David Elzinga, Senior Energy Specialist, Bank Pembangunan Asia menuturkan, saat ini terdapat kekhawatiran mengenai pengembalian investasi atau return of investment dalam pengakhiran operasional PLTU secara dini. Mengingat, beberapa lembaga keuangan masih ragu untuk mendanai program pensiun dini PLTU batubara. Untuk itu, Bank Pembangunan Asia (ADB)  memutuskan untuk mengambil alih hal ini.

“Terdapat beberapa tantangan dalam melakukan transisi energi, di antaranya mengelola keandalan dan pasokan energi. Dengan adanya kemitraan transisi energi yang adil (Just Energy Transition Partnership, JETP), diharapkan peluang pekerjaan hijau bagi orang-orang yang bekerja di produksi batubara terbuka lebar serta peningkatan kapasitas (skill) perlu diperkuat,” ujar David. 

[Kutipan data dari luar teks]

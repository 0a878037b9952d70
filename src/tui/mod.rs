//! Terminal UI for playing and rewinding a game.

mod app;
mod input;
mod ui;

pub use app::{App, AppAction, Focus};
pub use input::{digit_position, move_cursor};

use anyhow::{Context, Result};
use crossterm::{
    cursor::Show,
    event::{self, Event, KeyEventKind},
    execute,
    terminal::{EnterAlternateScreen, LeaveAlternateScreen, disable_raw_mode, enable_raw_mode},
};
use ratatui::{Terminal, backend::CrosstermBackend};
use std::io::{self, Write};
use std::time::Duration;
use tracing::{error, info, instrument};

use crate::RewindConfig;

/// Runs the terminal UI until the user quits.
///
/// Logs go to the configured file so they do not corrupt the screen.
pub fn run_tui(config: &RewindConfig) -> Result<()> {
    let log_file = std::fs::File::create(config.log_file())
        .with_context(|| format!("Failed to create log file {}", config.log_file().display()))?;
    let _ = tracing_subscriber::fmt()
        .with_env_filter(
            tracing_subscriber::EnvFilter::try_from_default_env()
                .unwrap_or_else(|_| tracing_subscriber::EnvFilter::new(config.log_filter())),
        )
        .with_writer(std::sync::Arc::new(log_file))
        .with_ansi(false)
        .try_init(); // Don't panic if already initialized

    info!("Starting Strictly Rewind TUI");

    let guard = TerminalGuard::enter()?;
    let mut terminal = Terminal::new(CrosstermBackend::new(io::stdout()))?;

    let mut app = App::new(*config.sort_order());
    let res = run_app(&mut terminal, &mut app);
    drop(guard);

    if let Err(err) = &res {
        error!(error = ?err, "Game loop error");
    }
    res
}

/// Raw mode and alternate screen, undone on drop.
///
/// Every exit from [`run_tui`] after raw mode is enabled, including setup
/// errors, passes through the drop.
struct TerminalGuard;

impl TerminalGuard {
    fn enter() -> Result<Self> {
        enable_raw_mode()?;
        let guard = Self;
        execute!(io::stdout(), EnterAlternateScreen)?;
        Ok(guard)
    }
}

impl Drop for TerminalGuard {
    fn drop(&mut self) {
        if let Err(e) = disable_raw_mode() {
            error!(error = %e, "Failed to disable raw mode");
        }
        if let Err(e) = leave_screen(&mut io::stdout()) {
            error!(error = %e, "Failed to leave alternate screen");
        }
    }
}

fn leave_screen(out: &mut impl Write) -> io::Result<()> {
    execute!(out, LeaveAlternateScreen, Show)
}

/// Draws and dispatches keys until the app asks to quit.
#[instrument(skip_all)]
pub fn run_app<B>(terminal: &mut Terminal<B>, app: &mut App) -> Result<()>
where
    B: ratatui::backend::Backend,
    <B as ratatui::backend::Backend>::Error: Send + Sync + 'static,
{
    loop {
        terminal.draw(|f| ui::draw(f, app))?;

        if event::poll(Duration::from_millis(100))?
            && let Event::Key(key) = event::read()?
        {
            // Skip key release events (crossterm fires both press and release).
            if key.kind == KeyEventKind::Release {
                continue;
            }
            if app.handle_key(key) == AppAction::Quit {
                info!("Leaving game loop");
                return Ok(());
            }
        }
    }
}

#[cfg(test)]
mod tests {
    use super::*;

    #[test]
    fn test_leave_screen_restores_screen_and_cursor() {
        let mut out = Vec::new();
        leave_screen(&mut out).expect("writes to a buffer");
        let written = String::from_utf8(out).expect("ascii escapes");
        assert!(written.contains("\x1b[?1049l"));
        assert!(written.contains("\x1b[?25h"));
    }
}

Di lain sisi, Vikesh Rajpaul, General Manager  Just Energy Transition di Eskom Holdings SOC Ltd. memaparkan, dalam melakukan implementasi JETP, perpanjangan masa pakai PLTU tidak dipertimbangkan untuk pembangkit yang sudah tua. Meski demikian, beberapa unit mungkin perlu tetap beroperasi lebih lama dari yang direncanakan untuk mengatasi krisis listrik.

“Tidak ada transisi energi tanpa transmisi dan kesetaraan menjadi kunci dalam pelaksanaan transisi energi, mengingat prosesnya akan berdampak terhadap lingkungan, ekonomi dan sosial. Kami telah melihat adanya potensi transisi energi di Afrika Selatan, termasuk potensi tenaga surya dan angin yang melimpah. Untuk itu, Afrika Selatan bisa mendorong penggunaan energi terbarukan,” ujar Vikesh. 

Jerredine Morris, Manager Senior di Carbon Trust menyatakan, pengelolaan dana JETP di Afrika Selatan dilakukan dengan cara melindungi kelompok dan pekerja yang rentan dengan pensiun dini PLTU. Selain itu, dalam pelaksanaan JETP yang terpenting yakni mempertimbangkan kepentingan warga lokal atau biasa disebut pendekatan dari bawah ke atas. 

“Dalam pelaksanaan pensiun dini PLTU, kami melihat kelayakan pensiun dari usia PLTU tersebut, serta biaya perawatan. Kami juga melihat kelayakan ekonomi dan dampak sosial dari pensiun ini. Kendala utamanya yakni kapasitas PLTU yang dipensiunkan serta cara kita membangun energi terbarukan di sekitarnya,” kata  Jerredine. 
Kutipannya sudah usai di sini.